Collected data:
------

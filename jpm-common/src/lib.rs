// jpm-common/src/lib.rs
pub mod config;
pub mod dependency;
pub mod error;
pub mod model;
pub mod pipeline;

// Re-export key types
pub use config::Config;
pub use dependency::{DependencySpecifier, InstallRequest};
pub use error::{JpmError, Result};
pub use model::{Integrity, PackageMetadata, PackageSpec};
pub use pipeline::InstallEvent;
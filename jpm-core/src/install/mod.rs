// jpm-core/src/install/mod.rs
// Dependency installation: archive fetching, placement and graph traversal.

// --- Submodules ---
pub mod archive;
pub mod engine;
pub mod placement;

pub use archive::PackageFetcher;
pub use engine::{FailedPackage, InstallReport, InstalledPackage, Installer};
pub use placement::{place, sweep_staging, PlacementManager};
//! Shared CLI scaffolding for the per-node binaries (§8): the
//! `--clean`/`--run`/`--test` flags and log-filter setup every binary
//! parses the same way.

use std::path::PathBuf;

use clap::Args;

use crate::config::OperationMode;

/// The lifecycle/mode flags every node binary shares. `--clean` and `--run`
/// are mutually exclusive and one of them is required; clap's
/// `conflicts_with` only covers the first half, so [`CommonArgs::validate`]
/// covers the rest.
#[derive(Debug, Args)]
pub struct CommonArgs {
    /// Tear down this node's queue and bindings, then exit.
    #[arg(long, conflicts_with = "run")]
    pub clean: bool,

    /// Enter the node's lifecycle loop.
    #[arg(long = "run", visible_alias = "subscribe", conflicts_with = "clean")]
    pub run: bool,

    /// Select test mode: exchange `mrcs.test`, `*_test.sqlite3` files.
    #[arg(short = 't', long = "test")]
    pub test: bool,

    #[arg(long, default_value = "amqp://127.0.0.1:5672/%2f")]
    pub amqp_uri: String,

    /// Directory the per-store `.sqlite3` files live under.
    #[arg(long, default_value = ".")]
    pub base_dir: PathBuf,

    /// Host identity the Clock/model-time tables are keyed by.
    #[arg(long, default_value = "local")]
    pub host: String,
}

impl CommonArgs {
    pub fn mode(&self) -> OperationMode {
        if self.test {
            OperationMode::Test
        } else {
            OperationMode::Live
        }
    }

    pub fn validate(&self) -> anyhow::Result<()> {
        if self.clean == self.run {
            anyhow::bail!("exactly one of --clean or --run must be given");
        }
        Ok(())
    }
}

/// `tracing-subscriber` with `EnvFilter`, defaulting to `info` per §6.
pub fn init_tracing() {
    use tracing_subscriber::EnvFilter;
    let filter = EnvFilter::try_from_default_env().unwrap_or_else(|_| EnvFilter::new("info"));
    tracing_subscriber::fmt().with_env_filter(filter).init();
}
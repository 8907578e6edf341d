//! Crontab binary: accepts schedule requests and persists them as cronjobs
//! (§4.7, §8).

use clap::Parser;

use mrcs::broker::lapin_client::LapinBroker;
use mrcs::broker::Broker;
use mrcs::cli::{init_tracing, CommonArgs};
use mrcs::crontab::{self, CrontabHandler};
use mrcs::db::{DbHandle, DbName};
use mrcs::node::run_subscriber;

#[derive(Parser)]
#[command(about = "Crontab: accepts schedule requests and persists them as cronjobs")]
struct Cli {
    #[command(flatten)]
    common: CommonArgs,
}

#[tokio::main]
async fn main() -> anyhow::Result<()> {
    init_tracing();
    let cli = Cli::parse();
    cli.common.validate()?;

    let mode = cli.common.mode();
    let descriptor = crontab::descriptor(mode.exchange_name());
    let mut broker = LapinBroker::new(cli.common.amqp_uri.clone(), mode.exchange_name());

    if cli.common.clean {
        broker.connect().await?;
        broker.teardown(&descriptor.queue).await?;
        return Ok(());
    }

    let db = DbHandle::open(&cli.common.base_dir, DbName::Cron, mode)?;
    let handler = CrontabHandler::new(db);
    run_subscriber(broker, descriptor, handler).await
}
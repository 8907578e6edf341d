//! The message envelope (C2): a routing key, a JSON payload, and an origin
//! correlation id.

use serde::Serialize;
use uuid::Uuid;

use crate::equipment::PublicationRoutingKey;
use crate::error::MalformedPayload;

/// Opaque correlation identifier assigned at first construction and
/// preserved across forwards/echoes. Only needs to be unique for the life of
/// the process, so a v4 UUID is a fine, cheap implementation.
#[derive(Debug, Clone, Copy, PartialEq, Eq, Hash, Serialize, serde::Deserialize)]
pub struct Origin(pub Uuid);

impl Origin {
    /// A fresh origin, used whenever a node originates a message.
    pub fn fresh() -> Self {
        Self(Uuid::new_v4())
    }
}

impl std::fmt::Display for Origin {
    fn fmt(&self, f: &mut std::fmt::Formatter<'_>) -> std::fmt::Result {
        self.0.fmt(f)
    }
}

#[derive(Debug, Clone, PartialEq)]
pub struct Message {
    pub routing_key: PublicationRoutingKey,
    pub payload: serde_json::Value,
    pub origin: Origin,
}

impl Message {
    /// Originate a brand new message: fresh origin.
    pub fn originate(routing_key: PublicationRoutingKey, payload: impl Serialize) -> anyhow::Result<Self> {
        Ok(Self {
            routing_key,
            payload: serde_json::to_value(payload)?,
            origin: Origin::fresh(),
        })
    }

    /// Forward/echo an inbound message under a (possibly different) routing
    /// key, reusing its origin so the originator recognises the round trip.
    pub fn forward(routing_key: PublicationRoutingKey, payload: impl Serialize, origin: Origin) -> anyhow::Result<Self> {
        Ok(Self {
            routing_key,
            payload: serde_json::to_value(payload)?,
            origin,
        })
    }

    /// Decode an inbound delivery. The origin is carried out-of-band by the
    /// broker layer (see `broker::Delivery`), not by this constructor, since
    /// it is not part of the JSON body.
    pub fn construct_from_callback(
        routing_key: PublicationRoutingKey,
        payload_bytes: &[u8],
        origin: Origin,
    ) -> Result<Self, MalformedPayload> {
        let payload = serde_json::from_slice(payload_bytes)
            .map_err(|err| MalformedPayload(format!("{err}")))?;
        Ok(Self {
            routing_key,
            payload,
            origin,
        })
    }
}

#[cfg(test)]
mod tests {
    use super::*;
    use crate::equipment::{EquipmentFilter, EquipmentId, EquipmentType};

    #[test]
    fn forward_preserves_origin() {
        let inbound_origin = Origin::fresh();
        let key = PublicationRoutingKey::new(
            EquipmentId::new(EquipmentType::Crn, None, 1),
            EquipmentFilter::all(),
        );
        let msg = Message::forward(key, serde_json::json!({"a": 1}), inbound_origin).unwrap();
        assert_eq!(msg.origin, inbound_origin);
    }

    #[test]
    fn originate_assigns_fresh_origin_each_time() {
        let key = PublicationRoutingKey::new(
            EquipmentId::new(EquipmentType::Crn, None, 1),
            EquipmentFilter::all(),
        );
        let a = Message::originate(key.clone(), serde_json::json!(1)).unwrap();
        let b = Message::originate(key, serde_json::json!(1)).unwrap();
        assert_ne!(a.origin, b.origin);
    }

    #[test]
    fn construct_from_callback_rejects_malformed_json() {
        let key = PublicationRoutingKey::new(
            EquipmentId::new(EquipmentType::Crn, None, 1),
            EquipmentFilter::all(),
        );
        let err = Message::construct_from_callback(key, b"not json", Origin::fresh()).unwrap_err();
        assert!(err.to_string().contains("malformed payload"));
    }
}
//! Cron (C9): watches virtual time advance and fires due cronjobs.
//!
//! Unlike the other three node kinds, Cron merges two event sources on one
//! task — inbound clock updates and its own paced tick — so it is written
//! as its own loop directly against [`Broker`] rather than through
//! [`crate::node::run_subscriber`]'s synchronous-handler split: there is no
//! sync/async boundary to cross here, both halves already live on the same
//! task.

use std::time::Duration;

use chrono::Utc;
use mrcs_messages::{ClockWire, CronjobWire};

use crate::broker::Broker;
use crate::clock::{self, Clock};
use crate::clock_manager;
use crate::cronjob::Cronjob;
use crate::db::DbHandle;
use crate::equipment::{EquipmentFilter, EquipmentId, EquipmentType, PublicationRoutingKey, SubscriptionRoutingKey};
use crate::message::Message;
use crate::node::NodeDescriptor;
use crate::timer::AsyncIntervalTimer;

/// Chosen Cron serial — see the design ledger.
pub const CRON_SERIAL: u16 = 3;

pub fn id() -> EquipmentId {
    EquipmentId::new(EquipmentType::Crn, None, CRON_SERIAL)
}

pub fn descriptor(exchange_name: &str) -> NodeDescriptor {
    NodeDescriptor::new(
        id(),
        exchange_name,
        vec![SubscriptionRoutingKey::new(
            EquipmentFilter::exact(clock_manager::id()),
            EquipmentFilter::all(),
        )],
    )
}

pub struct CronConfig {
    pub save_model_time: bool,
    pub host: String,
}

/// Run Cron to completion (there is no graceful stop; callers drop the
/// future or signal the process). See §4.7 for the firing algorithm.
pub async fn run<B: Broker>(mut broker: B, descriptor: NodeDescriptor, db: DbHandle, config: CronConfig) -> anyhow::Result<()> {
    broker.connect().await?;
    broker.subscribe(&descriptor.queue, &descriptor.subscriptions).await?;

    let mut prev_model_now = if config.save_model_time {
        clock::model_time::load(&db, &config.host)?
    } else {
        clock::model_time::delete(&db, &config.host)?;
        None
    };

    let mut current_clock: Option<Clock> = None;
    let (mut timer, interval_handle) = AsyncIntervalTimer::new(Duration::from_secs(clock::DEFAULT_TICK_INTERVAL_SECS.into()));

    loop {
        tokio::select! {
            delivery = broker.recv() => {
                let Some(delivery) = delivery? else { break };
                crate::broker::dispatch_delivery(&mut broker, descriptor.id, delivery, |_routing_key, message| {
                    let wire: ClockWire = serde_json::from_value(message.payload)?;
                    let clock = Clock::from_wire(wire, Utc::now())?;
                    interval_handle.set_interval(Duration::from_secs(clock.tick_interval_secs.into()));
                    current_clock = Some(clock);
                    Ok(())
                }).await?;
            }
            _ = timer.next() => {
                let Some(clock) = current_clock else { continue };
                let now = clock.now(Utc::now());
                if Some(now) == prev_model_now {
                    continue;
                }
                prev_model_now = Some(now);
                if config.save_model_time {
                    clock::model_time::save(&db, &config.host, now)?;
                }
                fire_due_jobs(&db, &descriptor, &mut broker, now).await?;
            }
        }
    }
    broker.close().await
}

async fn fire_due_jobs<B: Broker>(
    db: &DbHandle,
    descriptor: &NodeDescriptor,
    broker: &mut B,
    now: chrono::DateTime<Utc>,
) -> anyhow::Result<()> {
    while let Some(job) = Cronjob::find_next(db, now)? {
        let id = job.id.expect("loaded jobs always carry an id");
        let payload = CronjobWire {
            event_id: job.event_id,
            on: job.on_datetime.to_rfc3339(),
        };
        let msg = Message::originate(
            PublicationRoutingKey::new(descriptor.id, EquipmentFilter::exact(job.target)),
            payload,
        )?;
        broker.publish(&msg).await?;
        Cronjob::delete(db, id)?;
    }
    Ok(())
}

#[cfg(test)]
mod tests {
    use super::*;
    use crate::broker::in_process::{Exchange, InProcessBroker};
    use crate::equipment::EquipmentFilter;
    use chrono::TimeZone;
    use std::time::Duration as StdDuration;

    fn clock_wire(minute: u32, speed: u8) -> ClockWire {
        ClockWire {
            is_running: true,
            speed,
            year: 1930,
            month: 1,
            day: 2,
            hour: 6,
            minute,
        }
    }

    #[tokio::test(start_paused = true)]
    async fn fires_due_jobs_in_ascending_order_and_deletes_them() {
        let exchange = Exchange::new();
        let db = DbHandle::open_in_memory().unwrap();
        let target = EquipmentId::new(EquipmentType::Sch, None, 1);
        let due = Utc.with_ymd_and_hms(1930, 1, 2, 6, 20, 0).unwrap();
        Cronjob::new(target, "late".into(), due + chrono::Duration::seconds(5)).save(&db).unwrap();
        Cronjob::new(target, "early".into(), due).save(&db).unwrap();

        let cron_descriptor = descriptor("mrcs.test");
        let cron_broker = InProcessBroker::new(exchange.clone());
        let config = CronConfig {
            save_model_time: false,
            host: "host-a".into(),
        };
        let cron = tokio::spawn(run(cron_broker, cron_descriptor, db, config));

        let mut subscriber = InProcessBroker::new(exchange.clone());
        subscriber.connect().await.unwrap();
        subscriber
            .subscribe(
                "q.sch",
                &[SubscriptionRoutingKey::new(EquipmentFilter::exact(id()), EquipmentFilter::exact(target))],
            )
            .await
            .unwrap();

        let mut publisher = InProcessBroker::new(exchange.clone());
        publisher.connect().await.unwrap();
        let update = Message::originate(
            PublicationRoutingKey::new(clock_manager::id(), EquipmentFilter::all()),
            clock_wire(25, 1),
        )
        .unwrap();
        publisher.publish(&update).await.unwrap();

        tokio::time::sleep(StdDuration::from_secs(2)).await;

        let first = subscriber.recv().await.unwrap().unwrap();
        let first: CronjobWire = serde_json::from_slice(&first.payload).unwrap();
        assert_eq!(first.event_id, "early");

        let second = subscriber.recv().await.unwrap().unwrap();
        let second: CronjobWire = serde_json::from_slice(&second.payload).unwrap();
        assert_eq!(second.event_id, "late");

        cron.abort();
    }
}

------

Try it:
Retype only the lines above between the line with "use crate::equipment::EquipmentFilter;" and the line with "let second: CronjobWire", counting those two lines as well, and keep every character as it is.

Reply to the exercise:
    use crate::equipment::EquipmentFilter;
    use chrono::TimeZone;
    use std::time::Duration as StdDuration;

    fn clock_wire(minute: u32, speed: u8) -> ClockWire {
        ClockWire {
            is_running: true,
            speed,
            year: 1930,
            month: 1,
            day: 2,
            hour: 6,
            minute,
        }
    }

    #[tokio::test(start_paused = true)]
    async fn fires_due_jobs_in_ascending_order_and_deletes_them() {
        let exchange = Exchange::new();
        let db = DbHandle::open_in_memory().unwrap();
        let target = EquipmentId::new(EquipmentType::Sch, None, 1);
        let due = Utc.with_ymd_and_hms(1930, 1, 2, 6, 20, 0).unwrap();
        Cronjob::new(target, "late".into(), due + chrono::Duration::seconds(5)).save(&db).unwrap();
        Cronjob::new(target, "early".into(), due).save(&db).unwrap();

        let cron_descriptor = descriptor("mrcs.test");
        let cron_broker = InProcessBroker::new(exchange.clone());
        let config = CronConfig {
            save_model_time: false,
            host: "host-a".into(),
        };
        let cron = tokio::spawn(run(cron_broker, cron_descriptor, db, config));

        let mut subscriber = InProcessBroker::new(exchange.clone());
        subscriber.connect().await.unwrap();
        subscriber
            .subscribe(
                "q.sch",
                &[SubscriptionRoutingKey::new(EquipmentFilter::exact(id()), EquipmentFilter::exact(target))],
            )
            .await
            .unwrap();

        let mut publisher = InProcessBroker::new(exchange.clone());
        publisher.connect().await.unwrap();
        let update = Message::originate(
            PublicationRoutingKey::new(clock_manager::id(), EquipmentFilter::all()),
            clock_wire(25, 1),
        )
        .unwrap();
        publisher.publish(&update).await.unwrap();

        tokio::time::sleep(StdDuration::from_secs(2)).await;

        let first = subscriber.recv().await.unwrap().unwrap();
        let first: CronjobWire = serde_json::from_slice(&first.payload).unwrap();
        assert_eq!(first.event_id, "early");

        let second = subscriber.recv().await.unwrap().unwrap();
        let second: CronjobWire = serde_json::from_slice(&second.payload).unwrap();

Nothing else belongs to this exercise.